In funzione della modalità di introduzione del campione nel flusso trasportatore, si ha un’analisi in flusso continua o intermittente. 2.12.2 Analisi in flusso segmentato (SFA)
Le caratteristiche della SFA sono:
il flusso trasportatore è segmentato per mezzo di bolle di aria o altro gas, avente la funzione di dividere e separare tra di loro i campioni introdotti nel flusso, minimizzando anche il processo di dispersione del campione. Le bolle d’aria mantengono un flusso stabile, limitano la contaminazione reciproca dei campioni e facilitando l’omogeneizzazione del campione con i reagenti;
il campione viene aspirato nel carrier .
2.12.3 Flow Injection Analysis-FIA
La FIA è una tecnica analitica in flusso, in cui, il campione liquido o il reagente è iniettato nel flusso del carrier, che può essere una soluzione tampone o una miscela di reattivi (inerte o attivo verso il campione/reagente) ed il campione (o il reagente o un prodotto di reazione) viene rilevato al detector. Nel caso dell’utilizzo dei biosensori, nel sistema FIA, il carrier è inerte, mentre l’analita da determinare, subisce la reazione di trasformazione chimica (ox-red) nella cella elettrochimica dove appunto si trova il biosensore. In questo caso a essere rilevato dal detector è un prodotto di reazione che provoca una variazione di corrente o potenziale.
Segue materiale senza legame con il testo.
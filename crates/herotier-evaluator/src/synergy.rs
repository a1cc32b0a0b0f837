//! Synergy scoring against an aggregated roster.
//!
//! # Scoring
//!
//! | Term          | Matches                                        | Points |
//! |---------------|------------------------------------------------|--------|
//! | team need     | each `provides` entry found in the team needs   | +4     |
//! | own need      | each of the hero's needs found in the team needs| +3     |
//! | hate          | each `hates` entry found in the roster's hates  | -2     |
//! | drawback      | each `drawbacks` entry found in the roster's drawbacks | -3 |
//!
//! "Team needs" is the union of the roster's three need groups, so a need listed by several
//! members is matched once; the hero's own lists are walked with multiplicity, so a hero that
//! provides `"Shields"` twice is credited twice.
//!
//! The aggregate usually includes the scored hero itself. Its own hates and drawbacks then
//! always find themselves in the aggregate, so a seated hero pays for them. Callers that want
//! a leave-one-out score aggregate the roster without the hero.
//!
//! # Normalization
//!
//! [`normalize_synergy_scores`] rescales a batch of raw scores against the batch maximum:
//!
//! ```text
//! normalized = round(raw / max(max_raw, 1) * 100)
//! ```
//!
//! Negative raw scores stay negative.

use std::collections::HashSet;

use herotier_model::{Hero, Role};
use indexmap::IndexMap;
use serde::Serialize;

use crate::aggregate::{AggregatedTeamData, aggregate_roster};

pub const TEAM_NEED_POINTS: i32 = 4;
pub const OWN_NEED_POINTS: i32 = 3;
pub const HATE_PENALTY: i32 = -2;
pub const DRAWBACK_PENALTY: i32 = -3;

/// Match counts behind a synergy score.
#[derive(Debug, Clone, Copy, Default, PartialEq, Eq, Serialize)]
pub struct SynergyBreakdown {
    pub team_needs_met: usize,
    pub own_needs_met: usize,
    pub hate_conflicts: usize,
    pub drawback_conflicts: usize,
}

impl SynergyBreakdown {
    #[must_use]
    pub fn compute(hero: &Hero, aggregated: &AggregatedTeamData) -> Self {
        let team_needs = aggregated.team_needs();
        let hates = aggregated.hates.iter().map(String::as_str).collect::<HashSet<_>>();
        let drawbacks = aggregated
            .drawbacks
            .iter()
            .map(String::as_str)
            .collect::<HashSet<_>>();

        let count = |tags: &[String], set: &HashSet<&str>| {
            tags.iter().filter(|t| set.contains(t.as_str())).count()
        };

        Self {
            team_needs_met: count(&hero.provides, &team_needs),
            own_needs_met: hero.own_needs().filter(|n| team_needs.contains(n)).count(),
            hate_conflicts: count(&hero.hates, &hates),
            drawback_conflicts: count(&hero.drawbacks, &drawbacks),
        }
    }

    #[expect(clippy::cast_possible_truncation, clippy::cast_possible_wrap)]
    #[must_use]
    pub fn total(&self) -> i32 {
        self.team_needs_met as i32 * TEAM_NEED_POINTS
            + self.own_needs_met as i32 * OWN_NEED_POINTS
            + self.hate_conflicts as i32 * HATE_PENALTY
            + self.drawback_conflicts as i32 * DRAWBACK_PENALTY
    }
}

/// Raw synergy of `hero` against `aggregated`.
///
/// # Examples
///
/// ```
/// use herotier_evaluator::{aggregate::aggregate_roster, synergy::compute_synergy_score};
/// use herotier_model::{Hero, RoleNeeds};
///
/// let none: [&str; 0] = [];
/// let orisa = Hero::new("Orisa", RoleNeeds::tank(none, none)).with_provides(["Frontline"]);
/// let ashe = Hero::new("Ashe", RoleNeeds::damage(["Frontline"], none, none));
///
/// let team = aggregate_roster([&ashe]);
/// assert_eq!(compute_synergy_score(&orisa, &team), 4);
/// ```
#[must_use]
pub fn compute_synergy_score(hero: &Hero, aggregated: &AggregatedTeamData) -> i32 {
    SynergyBreakdown::compute(hero, aggregated).total()
}

// Halves round toward positive infinity.
#[expect(clippy::cast_possible_truncation)]
fn round_half_up(value: f64) -> i32 {
    (value + 0.5).floor() as i32
}

/// Rescales raw scores to at most 100 against the batch maximum.
///
/// # Examples
///
/// ```
/// use herotier_evaluator::synergy::normalize_synergy_scores;
///
/// assert_eq!(normalize_synergy_scores(&[8, 4, -3]), [100, 50, -37]);
/// assert_eq!(normalize_synergy_scores(&[0, -2]), [0, -200]);
/// ```
#[must_use]
pub fn normalize_synergy_scores(raw: &[i32]) -> Vec<i32> {
    let max = raw.iter().copied().max().unwrap_or(0).max(1);
    raw.iter()
        .map(|&r| round_half_up(f64::from(r) / f64::from(max) * 100.0))
        .collect()
}

/// One hero's synergy with a roster.
#[derive(Debug, Clone, PartialEq, Eq, Serialize)]
pub struct SynergyEntry {
    pub role: Role,
    pub raw: i32,
    pub normalized: i32,
    pub breakdown: SynergyBreakdown,
}

/// Synergy of every hero in a table against one roster.
#[derive(Debug, Clone, Default, PartialEq, Eq, Serialize)]
pub struct SynergyBoard {
    pub aggregated: AggregatedTeamData,
    /// Hero name to entry, in hero-table order.
    pub entries: IndexMap<String, SynergyEntry>,
}

impl SynergyBoard {
    /// Scores `heroes` against the aggregate of `members`.
    #[must_use]
    pub fn build<'a, I>(heroes: &[Hero], members: I) -> Self
    where
        I: IntoIterator<Item = &'a Hero>,
    {
        let aggregated = aggregate_roster(members);
        let breakdowns = heroes
            .iter()
            .map(|hero| SynergyBreakdown::compute(hero, &aggregated))
            .collect::<Vec<_>>();
        let raw = breakdowns.iter().map(SynergyBreakdown::total).collect::<Vec<_>>();
        let normalized = normalize_synergy_scores(&raw);

        let entries = heroes
            .iter()
            .zip(breakdowns)
            .zip(raw.into_iter().zip(normalized))
            .map(|((hero, breakdown), (raw, normalized))| {
                let entry = SynergyEntry {
                    role: hero.role(),
                    raw,
                    normalized,
                    breakdown,
                };
                (hero.name.clone(), entry)
            })
            .collect::<IndexMap<_, _>>();
        log::debug!("synergy board: {} heroes scored", entries.len());

        Self {
            aggregated,
            entries,
        }
    }

    /// Normalized synergy of `hero`, or 0 for a hero not on the board.
    #[must_use]
    pub fn normalized(&self, hero: &str) -> i32 {
        self.entries.get(hero).map_or(0, |e| e.normalized)
    }
}
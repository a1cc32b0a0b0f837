//! Bell-curve rescaling of raw scores.
//!
//! A raw score is converted to a z-score against the distribution it came from and then
//! rescaled so that the distribution mean lands on [`BELL_CURVE_CENTER`] and each standard
//! deviation is worth [`BELL_CURVE_SCALE`] points:
//!
//! ```text
//! z          = (raw - mean) / std_dev
//! bell_curve = 75 + 10 * z
//! ```
//!
//! # Distribution Shape
//!
//! Because the transform is a z-score, roughly half of a distribution's values land above 75
//! and half below. When the raw values are approximately normal, about 68% fall inside
//! \[65, 85\]. This is a property of the input distribution, not something the transform
//! enforces: rank-derived raw scores are uniform rather than normal, so the in-band share for
//! them is closer to 58%.
//!
//! # Degenerate Distributions
//!
//! When `std_dev` is zero every value is identical, the z-score is undefined, and the transform
//! returns exactly [`BELL_CURVE_CENTER`].

use crate::descriptive::DescriptiveStats;

/// Score assigned to the mean of a distribution.
pub const BELL_CURVE_CENTER: f32 = 75.0;

/// Points per standard deviation.
pub const BELL_CURVE_SCALE: f32 = 10.0;

/// Rescales `raw_score` against a distribution with the given mean and standard deviation.
///
/// Returns exactly [`BELL_CURVE_CENTER`] when `std_dev` is zero, whatever `raw_score` and
/// `mean` are.
///
/// # Examples
///
/// ```
/// use herotier_stats::bell_curve::bell_curve_transform;
///
/// assert_eq!(bell_curve_transform(110.0, 100.0, 10.0), 85.0);
/// assert_eq!(bell_curve_transform(90.0, 100.0, 10.0), 65.0);
/// assert_eq!(bell_curve_transform(90.0, 100.0, 0.0), 75.0);
/// ```
#[must_use]
pub fn bell_curve_transform(raw_score: f32, mean: f32, std_dev: f32) -> f32 {
    if std_dev == 0.0 {
        return BELL_CURVE_CENTER;
    }
    let z = (raw_score - mean) / std_dev;
    BELL_CURVE_CENTER + BELL_CURVE_SCALE * z
}

/// A distribution's location and spread, ready to rescale values drawn from it.
#[derive(Debug, Clone, Copy, PartialEq)]
pub struct BellCurve {
    pub mean: f32,
    pub std_dev: f32,
}

impl BellCurve {
    #[must_use]
    pub fn new(mean: f32, std_dev: f32) -> Self {
        Self { mean, std_dev }
    }

    /// Builds the curve for a set of values; an empty set yields a zero curve.
    #[must_use]
    pub fn from_values<I>(values: I) -> Self
    where
        I: IntoIterator<Item = f32>,
    {
        let (mean, std_dev) = DescriptiveStats::mean_and_std_dev(values);
        Self { mean, std_dev }
    }

    /// Z-score of `raw_score`, or `None` for a degenerate curve.
    #[must_use]
    pub fn z_score(&self, raw_score: f32) -> Option<f32> {
        (self.std_dev != 0.0).then(|| (raw_score - self.mean) / self.std_dev)
    }

    #[must_use]
    pub fn transform(&self, raw_score: f32) -> f32 {
        bell_curve_transform(raw_score, self.mean, self.std_dev)
    }
}

#[cfg(test)]
mod tests {
    use proptest::prelude::*;

    use super::*;

    fn round2(v: f32) -> f32 {
        (v * 100.0).round() / 100.0
    }

    #[test]
    fn test_three_adjacent_scores() {
        let curve = BellCurve::from_values([98.0, 99.0, 100.0]);
        assert!((curve.mean - 99.0).abs() < 1e-5);
        assert!((curve.std_dev - (2.0_f32 / 3.0).sqrt()).abs() < 1e-5);

        // z = ±1 / sqrt(2/3) = ±1.2247
        assert_eq!(round2(curve.z_score(98.0).unwrap()), -1.22);
        assert_eq!(round2(curve.z_score(99.0).unwrap()), 0.0);
        assert_eq!(round2(curve.z_score(100.0).unwrap()), 1.22);

        assert_eq!(round2(curve.transform(98.0)), 62.75);
        assert_eq!(round2(curve.transform(99.0)), 75.0);
        assert_eq!(round2(curve.transform(100.0)), 87.25);
    }

    #[test]
    fn test_degenerate_curve() {
        let curve = BellCurve::from_values([80.0, 80.0, 80.0]);
        assert_eq!(curve.z_score(80.0), None);
        assert_eq!(curve.transform(80.0), BELL_CURVE_CENTER);
        assert_eq!(BellCurve::from_values(Vec::new()), BellCurve::new(0.0, 0.0));
    }

    // Statistical, not exact: the shares below hold for a symmetric, roughly normal sample.
    #[test]
    fn test_distribution_shape_for_normal_like_sample() {
        // Binomial(10, 0.5) frequencies approximate a normal distribution.
        let weights = [1, 10, 45, 120, 210, 252, 210, 120, 45, 10, 1];
        let values = weights
            .iter()
            .enumerate()
            .flat_map(|(value, &count)| std::iter::repeat_n(value as f32, count))
            .collect::<Vec<_>>();
        let curve = BellCurve::from_values(values.iter().copied());
        let scores = values.iter().map(|&v| curve.transform(v)).collect::<Vec<_>>();

        let above = scores.iter().filter(|&&s| s > 75.0).count();
        let below = scores.iter().filter(|&&s| s < 75.0).count();
        assert_eq!(above, below);

        let in_band = scores.iter().filter(|&&s| (65.0..=85.0).contains(&s)).count();
        let share = in_band as f32 / scores.len() as f32;
        assert!((0.6..=0.9).contains(&share), "in-band share {share}");
    }

    proptest! {
        #[test]
        fn zero_std_dev_is_always_center(raw in -1000.0_f32..1000.0, mean in -1000.0_f32..1000.0) {
            prop_assert_eq!(bell_curve_transform(raw, mean, 0.0), BELL_CURVE_CENTER);
        }

        #[test]
        fn mean_maps_to_center(mean in 50.0_f32..100.0, std_dev in 0.1_f32..20.0) {
            prop_assert!((bell_curve_transform(mean, mean, std_dev) - BELL_CURVE_CENTER).abs() < 1e-3);
        }
    }
}
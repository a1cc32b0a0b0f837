use clap::{Parser, Subcommand};

use self::{
    audit::AuditArg, fit::FitArg, map_scores::MapScoresArg, synergy::SynergyArg,
    tier_list::TierListArg,
};

mod args;
mod audit;
mod fit;
mod map_scores;
mod synergy;
mod tier_list;

#[derive(Debug, Clone, Parser)]
#[command(author, version, about, long_about = None)]
pub struct CommandArgs {
    /// What to compute
    #[command(subcommand)]
    mode: Mode,
}

#[derive(Debug, Clone, Subcommand)]
enum Mode {
    /// Rank maps per hero and show bell-curved map scores
    MapScores(#[clap(flatten)] MapScoresArg),
    /// Score every hero's synergy with a roster
    Synergy(#[clap(flatten)] SynergyArg),
    /// Build a tier list from map and synergy scores
    TierList(#[clap(flatten)] TierListArg),
    /// Evaluate candidates against a team identity, slot by slot
    Fit(#[clap(flatten)] FitArg),
    /// Report drawbacks nobody hates and hates nobody has
    Audit(#[clap(flatten)] AuditArg),
}

pub fn run() -> anyhow::Result<()> {
    let args = CommandArgs::parse();
    env_logger::Builder::from_env(env_logger::Env::default().default_filter_or("info")).init();

    match args.mode {
        Mode::MapScores(arg) => map_scores::run(&arg)?,
        Mode::Synergy(arg) => synergy::run(&arg)?,
        Mode::TierList(arg) => tier_list::run(&arg)?,
        Mode::Fit(arg) => fit::run(&arg)?,
        Mode::Audit(arg) => audit::run(&arg)?,
    }
    Ok(())
}

#[cfg(test)]
mod tests {
    use clap::CommandFactory as _;

    use super::*;

    #[test]
    fn test_command_definition() {
        CommandArgs::command().debug_assert();
    }

    #[test]
    fn test_parse_tier_list() {
        let args = CommandArgs::try_parse_from([
            "herotier",
            "tier-list",
            "--map",
            "Ilios",
            "--tank",
            "Winston",
            "--damage",
            "Genji",
            "--damage",
            "Tracer",
            "--policy",
            "weighted",
        ])
        .unwrap();
        assert!(matches!(args.mode, Mode::TierList(_)));
    }

    #[test]
    fn test_six_conflicts_with_role_slots() {
        let result = CommandArgs::try_parse_from([
            "herotier",
            "synergy",
            "--six",
            "Winston",
            "--tank",
            "Winston",
        ]);
        assert!(result.is_err());
    }
}
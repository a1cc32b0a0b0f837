//! Hero identity records.
//!
//! An identity describes *how* a hero wants to play rather than what it counters: tempo,
//! playstyle, formation, pressure and win condition, plus free-form `provides`, `needs` and
//! `dislikes` tags.
//!
//! # JSON Layout
//!
//! ```json
//! {
//!   "id": "tracer",
//!   "name": "Tracer",
//!   "role": "dps",
//!   "tempo": "fast",
//!   "playstyle": { "primary": "dive", "subtypes": ["flank"] },
//!   "formation": "split",
//!   "pressure": "burst",
//!   "win_condition": "mid-fight",
//!   "provides": ["flank-pressure", "follow-up"],
//!   "needs": ["engage-window"],
//!   "dislikes": ["barriers"],
//!   "map_sensitivity": "medium",
//!   "map_preferences": { "favors": ["flank-heavy"], "avoids": ["long-sightlines"] }
//! }
//! ```

use std::collections::HashSet;

use serde::{Deserialize, Serialize};

use crate::attributes::{
    Formation, MapSensitivity, MapTrait, PlaystylePrimary, PlaystyleSubtype, PressureType, Tempo,
    WinCondition,
};

#[derive(Debug, Clone, Copy, PartialEq, Eq, Hash, Serialize, Deserialize, derive_more::Display)]
#[serde(rename_all = "kebab-case")]
pub enum IdentityRole {
    #[display("tank")]
    Tank,
    #[display("dps")]
    Dps,
    #[display("support")]
    Support,
}

#[derive(Debug, Clone, PartialEq, Eq, Serialize, Deserialize)]
pub struct Playstyle {
    pub primary: PlaystylePrimary,
    #[serde(default)]
    pub subtypes: Vec<PlaystyleSubtype>,
}

#[derive(Debug, Clone, Default, PartialEq, Eq, Serialize, Deserialize)]
pub struct MapPreferences {
    #[serde(default)]
    pub favors: Vec<MapTrait>,
    #[serde(default)]
    pub avoids: Vec<MapTrait>,
}

#[derive(Debug, Clone, PartialEq, Eq, Serialize, Deserialize)]
pub struct HeroIdentity {
    /// Stable key; rosters tell heroes apart by id.
    pub id: String,
    pub name: String,
    pub role: IdentityRole,
    pub tempo: Tempo,
    pub playstyle: Playstyle,
    pub formation: Formation,
    pub pressure: PressureType,
    pub win_condition: WinCondition,
    #[serde(default)]
    pub provides: Vec<String>,
    #[serde(default)]
    pub needs: Vec<String>,
    #[serde(default)]
    pub dislikes: Vec<String>,
    #[serde(default, skip_serializing_if = "Option::is_none")]
    pub map_sensitivity: Option<MapSensitivity>,
    #[serde(default, skip_serializing_if = "Option::is_none")]
    pub map_preferences: Option<MapPreferences>,
}

/// Duplicate id in an identity table.
#[derive(Debug, Clone, PartialEq, Eq, derive_more::Display, derive_more::Error)]
#[display("duplicate hero identity id '{id}'")]
pub struct DuplicateIdentityError {
    pub id: String,
}

/// On-disk list of identities.
#[derive(Debug, Clone, Default, PartialEq, Eq, Serialize, Deserialize)]
pub struct IdentityTable {
    pub heroes: Vec<HeroIdentity>,
}

impl IdentityTable {
    /// Rejects tables where two identities share an id.
    pub fn validate(&self) -> Result<(), DuplicateIdentityError> {
        let mut seen = HashSet::new();
        for hero in &self.heroes {
            if !seen.insert(hero.id.as_str()) {
                return Err(DuplicateIdentityError {
                    id: hero.id.clone(),
                });
            }
        }
        Ok(())
    }

    /// Looks up an identity by id, falling back to a case-insensitive name match.
    #[must_use]
    pub fn find(&self, key: &str) -> Option<&HeroIdentity> {
        self.heroes
            .iter()
            .find(|h| h.id == key)
            .or_else(|| self.heroes.iter().find(|h| h.name.eq_ignore_ascii_case(key)))
    }
}

#[cfg(test)]
mod tests {
    use super::*;
    use crate::fixtures;

    #[test]
    fn test_deserialize_optional_fields() {
        let hero = fixtures::tracer();
        assert_eq!(hero.role, IdentityRole::Dps);
        assert_eq!(hero.win_condition, WinCondition::MidFight);
        assert!(hero.map_preferences.is_none());

        let json = serde_json::json!({
            "id": "pharah",
            "name": "Pharah",
            "role": "dps",
            "tempo": "medium",
            "playstyle": { "primary": "poke" },
            "formation": "fluid",
            "pressure": "poke",
            "win_condition": "ult-cycle",
            "map_sensitivity": "high",
            "map_preferences": { "favors": ["verticality", "open-space"] }
        });
        let hero: HeroIdentity = serde_json::from_value(json).unwrap();
        assert!(hero.playstyle.subtypes.is_empty());
        assert!(hero.needs.is_empty());
        assert_eq!(hero.map_sensitivity, Some(MapSensitivity::High));
        let prefs = hero.map_preferences.unwrap();
        assert_eq!(prefs.favors, [MapTrait::Verticality, MapTrait::OpenSpace]);
        assert!(prefs.avoids.is_empty());
    }

    #[test]
    fn test_table_lookup_and_validation() {
        let mut table = IdentityTable {
            heroes: vec![fixtures::tracer(), fixtures::wrecking_ball()],
        };
        assert!(table.validate().is_ok());
        assert_eq!(table.find("tracer").map(|h| h.name.as_str()), Some("Tracer"));
        assert_eq!(
            table.find("wrecking ball").map(|h| h.id.as_str()),
            Some("wreckingball")
        );
        assert!(table.find("genji").is_none());

        table.heroes.push(fixtures::tracer());
        let err = table.validate().unwrap_err();
        assert_eq!(err.to_string(), "duplicate hero identity id 'tracer'");
    }
}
L’iniezione comporta la formazione di zone ben definite di campione o reagente nel flusso trasportatore, e dove esse si disperdono in maniera controllata. L’immissione di volumi ben definiti e altamente riproducibili del campione si esegue con l’aiuto delle valvole a iniezione, o servendosi di sistemi a iniezione in loop. In quest’ultimo caso, quando il sistema di iniezione è in posizione di carico (Load), al biosensore arriva solo il tampone che genererà sull’elettrodo una segnale di corrente costante nel tempo, in posizione di iniezione (Inject), i tubi del tampone e del campione si incontrano e vengono inviati al biosensore posizionato all’interno della cella elettrochimica. Il contatto del campione con la fase enzimatica darà origine, nel caso di biosensori amperometrici, a microcorrenti (rilevabili attraverso dei picchi figura 2.12) legate alle reazioni di ossidoriduzione catalizzate dall’enzima stesso. La FIA sfrutta il fenomeno della dispersione parziale e controllata del campione lungo questo il carrier: quando il campione è iniettato, forma inizialmente un
segmento ben definito di fluido ma, attraversando i tubi, va incontro a fenomeni dispersivi. L'entità e il tipo di dispersione dipendono dai parametri operativi applicati al sistema come: volume di campione, diametro e lunghezza dei tubi, velocità di flusso, che possono essere diversificati per modificare le caratteristiche stesse della dispersione e quindi per approntare differenti tipi di analisi. All’interno del sistema, il fenomeno della dispersione si verifica per convezione e/o per diffusione. L'importanza relativa di questi fenomeni dipende dalla portata del fluido, dal raggio dei tubi, dal tempo di analisi e dal coefficiente di diffusione (D f ). La figura 2.12 mostra la variazione dei profili di concentrazione del campione ad una specifica ed adatta distanza dal punto di iniezione, dovuti a fenomeni di diffusione e/o convezione.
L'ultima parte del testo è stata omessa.